LECTURA DANTIS ALLO SCORNIO

Paolo e Francesca nel V canto dell'Inferno
Paolo e Francesca nel V canto dell’Inferno

PISTOIA. Suggestiva lettura, ieri sera, nella Villa di Scornio a Pistoia, dove Claudio Morganti ha celebrato quattro canti dell’Inferno dantesco dando vita a Lectura Dantis. Stavolta, finalmente, ad ascoltare il 57enne drammaturgo ligure, oltre agli inguaribili appassionati della rassegna Teatri di confine, anche i suoi più o meno attivi promotori, sicuramente attratti dal fascino del protagonista, ma anche da qualche senso di colpa, forse, per aver ingiustificatamente disertato le precedenti iniziative della coda stagionale dell’Atp.

Atmosfera intrisa di fascino, quella di ieri sera, che sarà replicata anche oggi, nella sala sottostante la Villa di Scornio, con il secondo spettacolo consecutivo di Claudio Morganti, affidato a Francesco Pennacchia e Gianluca Stetur, che animeranno La vita ha un dente d’oro.

Però, nonostante i quattro canti infernali, il III, il V, il XIII e il XXIII, rispettivamente ascritti e dedicati agli ignavi, ai lussuriosi, ai violenti (contro loro stessi) e agli ipocriti, fossero – e lo saranno per sempre – qualcosa di inimitabile e intramontabile, abbiamo avuto l’impressione che il regista, nonché onemanshow, coadiuvato da Rita Frongia nell’elaborazione dei materiali e da Roberto Passuti alle musiche, abbiano voluto aggiungere qualcosa, terribilmente di troppo, a ciò che è già, chimicamente, un apice, un tratto apicale, un’espressione di massima e incalcolabile potenza.

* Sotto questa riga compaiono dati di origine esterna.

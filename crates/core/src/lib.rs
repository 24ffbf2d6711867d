//! Grow Smart Core - Shared types library.
//!
//! This crate provides common types used across all Grow Smart components:
//! - `api` - Farmer-facing HTTP backend
//! - `cli` - Command-line tools for migrations and management
//!
//! # Architecture
//!
//! The core crate contains only types and traits - no I/O, no database access,
//! no HTTP clients. This keeps it lightweight and allows it to be used anywhere.
//!
//! # Modules
//!
//! - [`types`] - Newtype wrappers for type-safe IDs, emails, OTP codes, and statuses

#![cfg_attr(not(test), forbid(unsafe_code))]

pub mod types;

pub use types::*;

È un’opera nata rivoluzionaria, la Divina Commedia: non ha bisogno alcuno di ulteriori contestualizzazioni, né ambientazioni; ogni endecasillabo trasuda, per natura, di scienza, astrologia, fisica, morale, storia, cultura. Di scenografie, in parole povere, non se ne sente minimamente la necessità, né di sottofondi dub metropolitani: la Divina Commedia è un’eterna opera rock, affiancabile a qualsiasi dinamica. E’ sufficiente leggerla, meglio ancora rileggerla, casomai provando a recitarla, a mente: non occorrono location, colonne sonore, abiti da cerimonia e d’occasione.

La Divina Commedia è congenitamente uno spettacolo: costruircene uno sopra, oltre che essere rischioso, pare davvero superfluo. E presuntuoso.